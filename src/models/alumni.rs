use mongodb::bson::{oid::ObjectId, DateTime as BsonDateTime};
use serde::{Deserialize, Serialize};

/// Alumni mentor entry (stored in MongoDB).
///
/// Rating is kept inside [0, 5]; values outside the range are clamped on
/// create and update. No uniqueness is enforced on any field.
#[derive(Debug, Serialize, Deserialize, Clone)]
#[serde(rename_all = "camelCase")]
pub struct Alumni {
    #[serde(rename = "_id", skip_serializing_if = "Option::is_none")]
    pub id: Option<ObjectId>,
    pub name: String,
    pub email: String,
    pub title: String,
    pub company: String,
    #[serde(default)]
    pub image_url: Option<String>,
    #[serde(default)]
    pub rating: f64,
    #[serde(default)]
    pub sessions_completed: i32,
    #[serde(default)]
    pub hourly_rate: f64,
    #[serde(default = "default_is_active")]
    pub is_active: bool,
    pub created_at: Option<BsonDateTime>,
    pub updated_at: Option<BsonDateTime>,
}

fn default_is_active() -> bool {
    true
}

#[derive(Debug, Deserialize, utoipa::ToSchema)]
#[serde(rename_all = "camelCase")]
pub struct CreateAlumniRequest {
    pub name: String,
    pub email: String,
    pub title: String,
    pub company: String,
    pub image_url: Option<String>,
    pub rating: Option<f64>,
    pub sessions_completed: Option<i32>,
    pub hourly_rate: Option<f64>,
    pub is_active: Option<bool>,
}

/// Partial update; only provided fields are written.
#[derive(Debug, Deserialize, utoipa::ToSchema)]
#[serde(rename_all = "camelCase")]
pub struct UpdateAlumniRequest {
    pub name: Option<String>,
    pub email: Option<String>,
    pub title: Option<String>,
    pub company: Option<String>,
    pub image_url: Option<String>,
    pub rating: Option<f64>,
    pub sessions_completed: Option<i32>,
    pub hourly_rate: Option<f64>,
    pub is_active: Option<bool>,
}

/// One page of the admin listing.
#[derive(Debug, Serialize)]
#[serde(rename_all = "camelCase")]
pub struct AlumniPage {
    pub alumni: Vec<Alumni>,
    pub total: u64,
    pub page: u64,
    pub total_pages: u64,
}
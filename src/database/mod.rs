use mongodb::{Client, Collection, Database};
use std::error::Error;

#[derive(Clone)]
pub struct MongoDB {
    db: Database,
}

impl MongoDB {
    pub async fn new(uri: &str) -> Result<Self, Box<dyn Error>> {
        let mut client_options = mongodb::options::ClientOptions::parse(uri).await?;

        client_options.max_pool_size = Some(20);
        client_options.min_pool_size = Some(5);
        client_options.max_idle_time = Some(std::time::Duration::from_secs(300));

        client_options.connect_timeout = Some(std::time::Duration::from_secs(5));
        client_options.server_selection_timeout = Some(std::time::Duration::from_secs(5));

        let client = Client::with_options(client_options)?;

        // Database name comes from the URI path, falling back to the default
        let db_name = uri
            .split('/')
            .last()
            .and_then(|s| s.split('?').next())
            .filter(|s| !s.is_empty())
            .unwrap_or("studyhub");

        let db = client.database(db_name);

        // Test connection
        db.list_collection_names().await?;

        let mongodb = Self { db };

        mongodb.ensure_indexes().await?;

        Ok(mongodb)
    }

    /// Creates the indexes the services rely on. Unique indexes back the
    /// duplicate checks done at signup time.
    async fn ensure_indexes(&self) -> Result<(), Box<dyn Error>> {
        use mongodb::bson::doc;
        use mongodb::options::IndexOptions;
        use mongodb::IndexModel;

        log::info!("🔧 Creating database indexes...");

        let unique = IndexOptions::builder().unique(true).build();

        let users = self.db.collection::<mongodb::bson::Document>("users");

        let email_index = IndexModel::builder()
            .keys(doc! { "email": 1 })
            .options(unique.clone())
            .build();
        match users.create_index(email_index).await {
            Ok(_) => log::info!("   ✅ Index created: users(email)"),
            Err(e) => log::debug!("   ℹ️  Index already exists: {}", e),
        }

        let roll_index = IndexModel::builder()
            .keys(doc! { "rollNumber": 1 })
            .options(unique.clone())
            .build();
        match users.create_index(roll_index).await {
            Ok(_) => log::info!("   ✅ Index created: users(rollNumber)"),
            Err(e) => log::debug!("   ℹ️  Index already exists: {}", e),
        }

        let admins = self.db.collection::<mongodb::bson::Document>("admins");
        let admin_index = IndexModel::builder()
            .keys(doc! { "email": 1 })
            .options(unique)
            .build();
        match admins.create_index(admin_index).await {
            Ok(_) => log::info!("   ✅ Index created: admins(email)"),
            Err(e) => log::debug!("   ℹ️  Index already exists: {}", e),
        }

        // Public listing filters on isActive and sorts by rating
        let alumni = self.db.collection::<mongodb::bson::Document>("alumni");
        let alumni_index = IndexModel::builder()
            .keys(doc! { "isActive": 1, "rating": -1 })
            .build();
        match alumni.create_index(alumni_index).await {
            Ok(_) => log::info!("   ✅ Index created: alumni(isActive, rating)"),
            Err(e) => log::debug!("   ℹ️  Index already exists: {}", e),
        }

        // Resource listing filters on the classification hierarchy
        let resources = self.db.collection::<mongodb::bson::Document>("resources");
        let resources_index = IndexModel::builder()
            .keys(doc! { "branch": 1, "semester": 1, "category": 1 })
            .build();
        match resources.create_index(resources_index).await {
            Ok(_) => log::info!("   ✅ Index created: resources(branch, semester, category)"),
            Err(e) => log::debug!("   ℹ️  Index already exists: {}", e),
        }

        log::info!("✅ Database indexes ready");

        Ok(())
    }

    pub fn collection<T: Send + Sync>(&self, name: &str) -> Collection<T> {
        self.db.collection(name)
    }

    pub fn database(&self) -> &Database {
        &self.db
    }
}
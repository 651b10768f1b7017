use indexmap::IndexMap;
use serde::{Deserialize, Serialize};

/// TermFrequency struct
/// Counts how many times each term appears in one document.
/// Terms keep their first-appearance order, so iteration is deterministic.
///
/// # Examples
/// ```
/// use book_recommender::vectorizer::term::TermFrequency;
/// let mut term_freq = TermFrequency::new();
/// term_freq.add_term("spice");
/// term_freq.add_term("desert");
/// term_freq.add_term("spice");
///
/// assert_eq!(term_freq.term_count("spice"), 2);
/// assert_eq!(term_freq.term_sum(), 3);
/// ```
#[derive(Serialize, Deserialize, Debug, Clone, Default, PartialEq)]
pub struct TermFrequency {
    term_count: IndexMap<Box<str>, u64>,
    total_term_count: u64,
}

/// Implementation for adding terms
impl TermFrequency {
    /// Create a new TermFrequency
    pub fn new() -> Self {
        TermFrequency {
            term_count: IndexMap::new(),
            total_term_count: 0,
        }
    }

    /// Add a term
    ///
    /// # Arguments
    /// * `term` - term to add
    #[inline]
    pub fn add_term(&mut self, term: &str) -> &mut Self {
        if let Some(count) = self.term_count.get_mut(term) {
            *count += 1;
        } else {
            self.term_count.insert(term.into(), 1);
        }
        self.total_term_count += 1;
        self
    }

    /// Add multiple terms
    ///
    /// # Arguments
    /// * `terms` - Slice of terms to add
    #[inline]
    pub fn add_terms<T>(&mut self, terms: &[T]) -> &mut Self
    where
        T: AsRef<str>,
    {
        for term in terms {
            self.add_term(term.as_ref());
        }
        self
    }
}

impl<T> From<&[T]> for TermFrequency
where
    T: AsRef<str>,
{
    fn from(terms: &[T]) -> Self {
        let mut tf = TermFrequency::new();
        tf.add_terms(terms);
        tf
    }
}

/// Implementation for retrieving information from TermFrequency
impl TermFrequency {
    /// Iterate `(term, count)` in first-appearance order
    #[inline]
    pub fn iter(&self) -> impl Iterator<Item = (&str, u64)> {
        self.term_count.iter().map(|(term, &count)| (&**term, count))
    }

    /// Distinct terms of this document
    #[inline]
    pub fn term_set(&self) -> impl Iterator<Item = &str> {
        self.term_count.keys().map(|term| &**term)
    }

    /// Occurrence count of a term, 0 when absent
    #[inline]
    pub fn term_count(&self, term: &str) -> u64 {
        self.term_count.get(term).copied().unwrap_or(0)
    }

    /// Total number of terms, duplicates included
    #[inline]
    pub fn term_sum(&self) -> u64 {
        self.total_term_count
    }

    /// Number of distinct terms
    #[inline]
    pub fn len(&self) -> usize {
        self.term_count.len()
    }

    #[inline]
    pub fn is_empty(&self) -> bool {
        self.term_count.is_empty()
    }

    #[inline]
    pub fn contains_term(&self, term: &str) -> bool {
        self.term_count.contains_key(term)
    }
}

#[cfg(test)]
mod tests {
    use super::*;

    #[test]
    fn counts_and_order() {
        let tf = TermFrequency::from(&["b", "a", "b", "c", "b"][..]);
        assert_eq!(tf.term_count("b"), 3);
        assert_eq!(tf.term_count("zzz"), 0);
        assert_eq!(tf.term_sum(), 5);
        assert_eq!(tf.len(), 3);
        assert_eq!(tf.term_set().collect::<Vec<_>>(), vec!["b", "a", "c"]);
        assert!(tf.contains_term("c"));
    }

    #[test]
    fn empty() {
        let tf = TermFrequency::new();
        assert!(tf.is_empty());
        assert_eq!(tf.term_sum(), 0);
        assert_eq!(tf.iter().count(), 0);
    }
}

- **REQUIRED WORK**
Start at the first line of the entries and stop at the line with "filename src/database/mod.rs". Retype each of those lines exactly, both ends included.

- **ANSWER TO THE EXERCISE**
filename src/models/alumni.rs
use mongodb::bson::{oid::ObjectId, DateTime as BsonDateTime};
use serde::{Deserialize, Serialize};

/// Alumni mentor entry (stored in MongoDB).
///
/// Rating is kept inside [0, 5]; values outside the range are clamped on
/// create and update. No uniqueness is enforced on any field.
#[derive(Debug, Serialize, Deserialize, Clone)]
#[serde(rename_all = "camelCase")]
pub struct Alumni {
    #[serde(rename = "_id", skip_serializing_if = "Option::is_none")]
    pub id: Option<ObjectId>,
    pub name: String,
    pub email: String,
    pub title: String,
    pub company: String,
    #[serde(default)]
    pub image_url: Option<String>,
    #[serde(default)]
    pub rating: f64,
    #[serde(default)]
    pub sessions_completed: i32,
    #[serde(default)]
    pub hourly_rate: f64,
    #[serde(default = "default_is_active")]
    pub is_active: bool,
    pub created_at: Option<BsonDateTime>,
    pub updated_at: Option<BsonDateTime>,
}

fn default_is_active() -> bool {
    true
}

#[derive(Debug, Deserialize, utoipa::ToSchema)]
#[serde(rename_all = "camelCase")]
pub struct CreateAlumniRequest {
    pub name: String,
    pub email: String,
    pub title: String,
    pub company: String,
    pub image_url: Option<String>,
    pub rating: Option<f64>,
    pub sessions_completed: Option<i32>,
    pub hourly_rate: Option<f64>,
    pub is_active: Option<bool>,
}

/// Partial update; only provided fields are written.
#[derive(Debug, Deserialize, utoipa::ToSchema)]
#[serde(rename_all = "camelCase")]
pub struct UpdateAlumniRequest {
    pub name: Option<String>,
    pub email: Option<String>,
    pub title: Option<String>,
    pub company: Option<String>,
    pub image_url: Option<String>,
    pub rating: Option<f64>,
    pub sessions_completed: Option<i32>,
    pub hourly_rate: Option<f64>,
    pub is_active: Option<bool>,
}

/// One page of the admin listing.
#[derive(Debug, Serialize)]
#[serde(rename_all = "camelCase")]
pub struct AlumniPage {
    pub alumni: Vec<Alumni>,
    pub total: u64,
    pub page: u64,
    pub total_pages: u64,
}
filename src/database/mod.rs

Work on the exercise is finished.